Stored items
↓
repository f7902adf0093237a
use crate::api::config::ViewConfig;
use crate::api::error::VisError;
use crate::api::types::ShapeId;
use crate::components::body::TrackedBody;
use crate::renderer::scale::ScaleModel;
use crate::renderer::traits::DrawSurface;
use crate::systems::label;
use crate::systems::markers;
use crate::systems::telemetry::{TelemetryAxes, TelemetryPlotter};

/// All mutable visualisation state, owned by the render loop and passed
/// explicitly to every drawing call.
///
/// The main view and the telemetry panel are separate surfaces; each method
/// takes the one it draws on.
///
/// ```
/// use glam::DVec2;
/// use solar_vis::{Canvas, CelestialBody, ViewConfig, VisContext};
///
/// let mut ctx = VisContext::new(ViewConfig::default()).unwrap();
/// let mut space = Canvas::new(600, 600);
/// let mut graphs = Canvas::new(400, 600);
///
/// let mut bodies = vec![
///     CelestialBody::star(DVec2::ZERO, DVec2::ZERO),
///     CelestialBody::planet(DVec2::new(1.5e11, 0.0), DVec2::new(0.0, 3.0e4)),
/// ];
/// ctx.compute_scale(1.5e11).unwrap();
/// for body in bodies.iter_mut() {
///     ctx.create_marker(&mut space, body).unwrap();
/// }
/// ctx.set_system_label(&mut space, "Sun-Earth");
///
/// ctx.plot_speed_vs_time(&mut graphs, &bodies, 1, 0.0, 3600.0).unwrap();
/// ctx.plot_distance_vs_time(&mut graphs, &bodies, 1, 0.0, 3600.0).unwrap();
/// ctx.plot_speed_vs_distance(&mut graphs, &bodies, 1).unwrap();
/// ```
#[derive(Debug, Clone)]
pub struct VisContext {
    config: ViewConfig,
    scale: ScaleModel,
    plotter: TelemetryPlotter,
    axes: TelemetryAxes,
}

impl VisContext {
    /// Validate `config` and build a context with no scale and unseeded axes.
    pub fn new(config: ViewConfig) -> Result<Self, VisError> {
        config.validate()?;
        Ok(Self {
            scale: ScaleModel::from_config(&config),
            plotter: TelemetryPlotter::from_config(&config),
            axes: TelemetryAxes::default(),
            config,
        })
    }

    pub fn config(&self) -> &ViewConfig {
        &self.config
    }

    pub fn scale(&self) -> &ScaleModel {
        &self.scale
    }

    pub fn plotter(&self) -> &TelemetryPlotter {
        &self.plotter
    }

    pub fn axes(&self) -> &TelemetryAxes {
        &self.axes
    }

    // -- Main view --

    /// See [`ScaleModel::compute_scale`].
    pub fn compute_scale(&mut self, characteristic_length: f64) -> Result<f64, VisError> {
        self.scale.compute_scale(characteristic_length)
    }

    pub fn create_marker<S, B>(&self, surface: &mut S, body: &mut B) -> Result<ShapeId, VisError>
    where
        S: DrawSurface + ?Sized,
        B: TrackedBody,
    {
        markers::create_marker(surface, &self.scale, body)
    }

    pub fn update_marker_position<S, B>(&self, surface: &mut S, body: &B) -> Result<(), VisError>
    where
        S: DrawSurface + ?Sized,
        B: TrackedBody,
    {
        markers::update_marker_position(surface, &self.scale, body)
    }

    pub fn update_all_markers<S, B>(&self, surface: &mut S, bodies: &[B]) -> Result<(), VisError>
    where
        S: DrawSurface + ?Sized,
        B: TrackedBody,
    {
        markers::update_all_markers(surface, &self.scale, bodies)
    }

    pub fn set_system_label<S: DrawSurface + ?Sized>(&self, surface: &mut S, name: &str) -> ShapeId {
        label::set_system_label(surface, &self.config, name)
    }

    // -- Telemetry panel --

    pub fn plot_speed_vs_time<S, B>(
        &mut self,
        surface: &mut S,
        bodies: &[B],
        index: usize,
        elapsed: f64,
        timestep: f64,
    ) -> Result<ShapeId, VisError>
    where
        S: DrawSurface + ?Sized,
        B: TrackedBody,
    {
        self.plotter
            .plot_speed_vs_time(surface, &mut self.axes, bodies, index, elapsed, timestep)
    }

    pub fn plot_distance_vs_time<S, B>(
        &mut self,
        surface: &mut S,
        bodies: &[B],
        index: usize,
        elapsed: f64,
        timestep: f64,
    ) -> Result<ShapeId, VisError>
    where
        S: DrawSurface + ?Sized,
        B: TrackedBody,
    {
        self.plotter
            .plot_distance_vs_time(surface, &mut self.axes, bodies, index, elapsed, timestep)
    }

    /// Speed-vs-distance sample using the maxima seeded by the two time plots.
    /// Fails with `UnseededAxis` until both have run at least once.
    pub fn plot_speed_vs_distance<S, B>(&self, surface: &mut S, bodies: &[B], index: usize) -> Result<ShapeId, VisError>
    where
        S: DrawSurface + ?Sized,
        B: TrackedBody,
    {
        let maxima = self.axes.seeded()?;
        self.plotter.plot_speed_vs_distance(surface, bodies, index, maxima)
    }

    /// Plot all three strips for one simulation sample.
    pub fn plot_sample<S, B>(
        &mut self,
        surface: &mut S,
        bodies: &[B],
        index: usize,
        elapsed: f64,
        timestep: f64,
    ) -> Result<(), VisError>
    where
        S: DrawSurface + ?Sized,
        B: TrackedBody,
    {
        self.plot_speed_vs_time(surface, bodies, index, elapsed, timestep)?;
        self.plot_distance_vs_time(surface, bodies, index, elapsed, timestep)?;
        self.plot_speed_vs_distance(surface, bodies, index)?;
        Ok(())
    }

    /// Paint over the telemetry panel. Axis maxima are kept.
    pub fn clear_telemetry<S: DrawSurface + ?Sized>(&self, surface: &mut S) -> ShapeId {
        self.plotter.clear_all(surface)
    }
}
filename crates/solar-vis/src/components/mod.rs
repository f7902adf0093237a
pub mod body;
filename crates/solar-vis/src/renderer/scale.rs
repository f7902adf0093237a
use glam::{DVec2, IVec2};

use crate::api::config::ViewConfig;
use crate::api::error::VisError;

/// Share of the smaller view dimension the characteristic length spans.
pub const FILL_RATIO: f64 = 0.4;

/// Physical-to-screen transform for the main view.
///
/// Origin at the view center, physical Y-up mapped to screen Y-down.
/// Results are not clamped: bodies far from the origin map to pixels far
/// outside the view, and it is up to the caller to decide what that means.
/// Only values past the `i32` range saturate.
#[derive(Debug, Clone, PartialEq)]
pub struct ScaleModel {
    view_width: u32,
    view_height: u32,
    /// Pixels per physical distance unit. `None` until computed.
    factor: Option<f64>,
}

impl ScaleModel {
    pub fn new(view_width: u32, view_height: u32) -> Self {
        Self {
            view_width,
            view_height,
            factor: None,
        }
    }

    pub fn from_config(config: &ViewConfig) -> Self {
        Self::new(config.space_width, config.space_height)
    }

    /// Derive the scale so that `characteristic_length` (typically the
    /// outermost orbit radius) spans 40% of the smaller view dimension.
    ///
    /// Call once before the first render. Recomputing later is allowed but
    /// every existing marker jumps on its next update.
    pub fn compute_scale(&mut self, characteristic_length: f64) -> Result<f64, VisError> {
        if !(characteristic_length > 0.0 && characteristic_length.is_finite()) {
            return Err(VisError::InvalidCharacteristicLength(characteristic_length));
        }
        let min_side = self.view_width.min(self.view_height) as f64;
        let factor = FILL_RATIO * min_side / characteristic_length;

        if let Some(previous) = self.factor {
            log::warn!(
                "Scale factor recomputed mid-run: {} -> {} (markers will jump)",
                previous,
                factor
            );
        }
        log::info!("Scale factor: {}", factor);
        self.factor = Some(factor);
        Ok(factor)
    }

    /// Pixels per physical unit, if computed.
    pub fn scale_factor(&self) -> Option<f64> {
        self.factor
    }

    pub fn is_initialized(&self) -> bool {
        self.factor.is_some()
    }

    pub fn view_width(&self) -> u32 {
        self.view_width
    }

    pub fn view_height(&self) -> u32 {
        self.view_height
    }

    fn factor(&self) -> Result<f64, VisError> {
        self.factor.ok_or(VisError::UninitializedScale)
    }

    /// Screen x for a physical x.
    pub fn to_screen_x(&self, x: f64) -> Result<i32, VisError> {
        let factor = self.factor()?;
        Ok(((x * factor).round() + (self.view_width / 2) as f64) as i32)
    }

    /// Screen y for a physical y. The axis is flipped so physical +y renders upward.
    pub fn to_screen_y(&self, y: f64) -> Result<i32, VisError> {
        let factor = self.factor()?;
        Ok((-(y * factor).round() + (self.view_height / 2) as f64) as i32)
    }

    /// Both axes at once.
    pub fn to_screen(&self, pos: DVec2) -> Result<IVec2, VisError> {
        Ok(IVec2::new(self.to_screen_x(pos.x)?, self.to_screen_y(pos.y)?))
    }
}

#[cfg(test)]
mod tests {
    use super::*;
    use approx::assert_abs_diff_eq;

    fn scaled(length: f64) -> ScaleModel {
        let mut scale = ScaleModel::new(600, 600);
        scale.compute_scale(length).unwrap();
        scale
    }

    #[test]
    fn classic_scenario() {
        let scale = scaled(150.0);
        assert_abs_diff_eq!(scale.scale_factor().unwrap(), 1.6, epsilon = 1e-12);
        assert_eq!(scale.to_screen_x(100.0).unwrap(), 460);
        assert_eq!(scale.to_screen_y(100.0).unwrap(), 140);
    }

    #[test]
    fn origin_maps_to_view_center() {
        let mut scale = ScaleModel::new(801, 433);
        scale.compute_scale(3.0e11).unwrap();
        assert_eq!(scale.to_screen_x(0.0).unwrap(), 400);
        assert_eq!(scale.to_screen_y(0.0).unwrap(), 216);
        assert_eq!(scale.to_screen(DVec2::ZERO).unwrap(), IVec2::new(400, 216));
    }

    #[test]
    fn characteristic_length_stays_in_central_band() {
        let mut scale = ScaleModel::new(800, 600);
        let length = 7.5e10;
        scale.compute_scale(length).unwrap();

        let center = 400;
        for x in [length, -length] {
            let sx = scale.to_screen_x(x).unwrap();
            assert!((sx - center).abs() as f64 <= 0.4 * 800.0, "x={} out of band", sx);
        }
        // The smaller side drives the scale: L spans exactly 40% of 600
        assert_eq!(scale.to_screen_x(length).unwrap(), center + 240);
    }

    #[test]
    fn y_axis_points_up() {
        let scale = scaled(10.0);
        let up = scale.to_screen_y(5.0).unwrap();
        let down = scale.to_screen_y(-5.0).unwrap();
        assert!(up < 300 && down > 300);
    }

    #[test]
    fn far_bodies_are_not_clamped() {
        let scale = scaled(1.0);
        // 1 unit = 240px, so 10 units lands far right of a 600px view
        assert_eq!(scale.to_screen_x(10.0).unwrap(), 2700);
        assert_eq!(scale.to_screen_y(10.0).unwrap(), -2100);
    }

    #[test]
    fn ejected_bodies_saturate_instead_of_wrapping() {
        let scale = scaled(1.0);
        assert_eq!(scale.to_screen_x(1.0e8).unwrap(), i32::MAX);
        assert_eq!(scale.to_screen_x(-1.0e8).unwrap(), i32::MIN);
        // Flipped axis: far below the origin is far down the screen
        assert_eq!(scale.to_screen_y(-1.0e8).unwrap(), i32::MAX);
        assert_eq!(scale.to_screen_y(1.0e8).unwrap(), i32::MIN);
        // Just inside the i32 range nothing is lost to the cast
        assert_eq!(scale.to_screen_x(8.0e6).unwrap(), 1_920_000_300);
    }

    #[test]
    fn conversion_before_compute_fails() {
        let scale = ScaleModel::new(600, 600);
        assert!(!scale.is_initialized());
        assert!(matches!(scale.to_screen_x(1.0), Err(VisError::UninitializedScale)));
        assert!(matches!(scale.to_screen_y(1.0), Err(VisError::UninitializedScale)));
    }

    #[test]
    fn rejects_non_positive_length() {
        let mut scale = ScaleModel::new(600, 600);
        for bad in [0.0, -1.0, f64::NAN, f64::INFINITY] {
            assert!(matches!(
                scale.compute_scale(bad),
                Err(VisError::InvalidCharacteristicLength(_))
            ));
        }
        assert!(scale.scale_factor().is_none());
    }

    #[test]
    fn explicit_recompute_replaces_factor() {
        let mut scale = scaled(150.0);
        scale.compute_scale(300.0).unwrap();
        assert_abs_diff_eq!(scale.scale_factor().unwrap(), 0.8, epsilon = 1e-12);
    }
}
pub mod label;
pub mod markers;
pub mod telemetry;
↑
What this task involves
Each line of the data that has the string "with" should be returned.

Exercise answer
    /// Validate `config` and build a context with no scale and unseeded axes.
    /// Fails with `UnseededAxis` until both have run at least once.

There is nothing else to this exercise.